*** GIVEN ENTRIES ***

//! Activators
//!
//! The engine never constructs anything itself. Each implementation
//! definition gets an activator: a closure that builds an [`Instance`] from
//! an [`ActivationContext`]. Activators are registered explicitly or through
//! the [`ACTIVATORS`] distributed slice.

use std::collections::HashMap;
use std::fmt;
use std::sync::Arc;

use strata_domain::error::Result;
use strata_domain::value_objects::{TypeName, TypeRef};

use super::instance::Instance;
use super::provider::ServiceProvider;

/// Inputs available to an activator
pub struct ActivationContext<'a> {
    implementation: &'a TypeRef,
    service: &'a TypeRef,
    provider: &'a ServiceProvider,
    inner: Vec<Instance>,
}

impl<'a> ActivationContext<'a> {
    pub(crate) fn new(
        implementation: &'a TypeRef,
        service: &'a TypeRef,
        provider: &'a ServiceProvider,
        inner: Vec<Instance>,
    ) -> Self {
        Self {
            implementation,
            service,
            provider,
            inner,
        }
    }

    /// Closed implementation type being constructed
    pub fn implementation(&self) -> &TypeRef {
        self.implementation
    }

    /// Service type being resolved
    pub fn service(&self) -> &TypeRef {
        self.service
    }

    /// Generic argument `position` of the implementation
    pub fn argument(&self, position: usize) -> Option<&TypeRef> {
        self.implementation.arguments().get(position)
    }

    /// Provider, for resolving further dependencies
    pub fn provider(&self) -> &ServiceProvider {
        self.provider
    }

    /// Instance a decorator wraps
    pub fn inner(&self) -> Option<&Instance> {
        self.inner.first()
    }

    /// Instances a composite aggregates
    pub fn inners(&self) -> &[Instance] {
        &self.inner
    }
}

/// Constructor closure
pub type ActivatorFn = Arc<dyn Fn(&ActivationContext<'_>) -> Result<Instance> + Send + Sync>;

/// Statically linked activator
///
/// # Example
///
/// ```ignore
/// #[linkme::distributed_slice(ACTIVATORS)]
/// static BATTERY: ActivatorEntry = ActivatorEntry {
///     namespace: "Shop",
///     name: "Battery",
///     arity: 0,
///     activate: |_| Ok(Instance::new(Battery)),
/// };
/// ```
pub struct ActivatorEntry {
    /// Namespace of the implementation
    pub namespace: &'static str,
    /// Simple name of the implementation
    pub name: &'static str,
    /// Generic arity of the implementation definition
    pub arity: usize,
    /// Constructor
    pub activate: fn(&ActivationContext<'_>) -> Result<Instance>,
}

// Auto-collection via linkme distributed slices - activators submit entries at compile time
#[linkme::distributed_slice]
pub static ACTIVATORS: [ActivatorEntry] = [..];

/// Activators keyed by implementation definition
///
/// A generic definition has one activator for every closed form; it reads
/// the arguments from [`ActivationContext::argument`].
#[derive(Clone, Default)]
pub struct ActivatorRegistry {
    activators: HashMap<TypeName, ActivatorFn>,
}

impl ActivatorRegistry {
    /// Create an empty registry
    pub fn new() -> Self {
        Self::default()
    }

    /// Registry holding every linked [`ACTIVATORS`] entry
    pub fn from_linked() -> Self {
        let mut registry = Self::new();
        for entry in ACTIVATORS.iter() {
            let activate = entry.activate;
            registry.register(
                TypeName::generic(entry.namespace, entry.name, entry.arity),
                move |ctx: &ActivationContext<'_>| activate(ctx),
            );
        }
        registry
    }

    /// Register the activator for `definition`, replacing any previous one
    pub fn register<F>(&mut self, definition: TypeName, activate: F)
    where
        F: Fn(&ActivationContext<'_>) -> Result<Instance> + Send + Sync + 'static,
    {
        self.activators.insert(definition, Arc::new(activate));
    }

    /// Builder-style [`register`](Self::register)
    pub fn with<F>(mut self, definition: TypeName, activate: F) -> Self
    where
        F: Fn(&ActivationContext<'_>) -> Result<Instance> + Send + Sync + 'static,
    {
        self.register(definition, activate);
        self
    }

    /// Activator for the definition behind `implementation`
    pub fn get(&self, implementation: &TypeRef) -> Option<&ActivatorFn> {
        implementation
            .definition()
            .and_then(|name| self.activators.get(name))
    }

    /// Number of registered definitions
    pub fn len(&self) -> usize {
        self.activators.len()
    }

    /// Whether no activator is registered
    pub fn is_empty(&self) -> bool {
        self.activators.is_empty()
    }
}

impl fmt::Debug for ActivatorRegistry {
    fn fmt(&self, f: &mut fmt::Formatter<'_>) -> fmt::Result {
        let mut names: Vec<String> = self.activators.keys().map(ToString::to_string).collect();
        names.sort();
        f.debug_struct("ActivatorRegistry")
            .field("activators", &names)
            .finish()
    }
}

*** End of GIVEN ENTRIES ***

Report the number of lines in the entries above that include the word "HashMap" and add nothing to it.

## TASK OUTPUT
2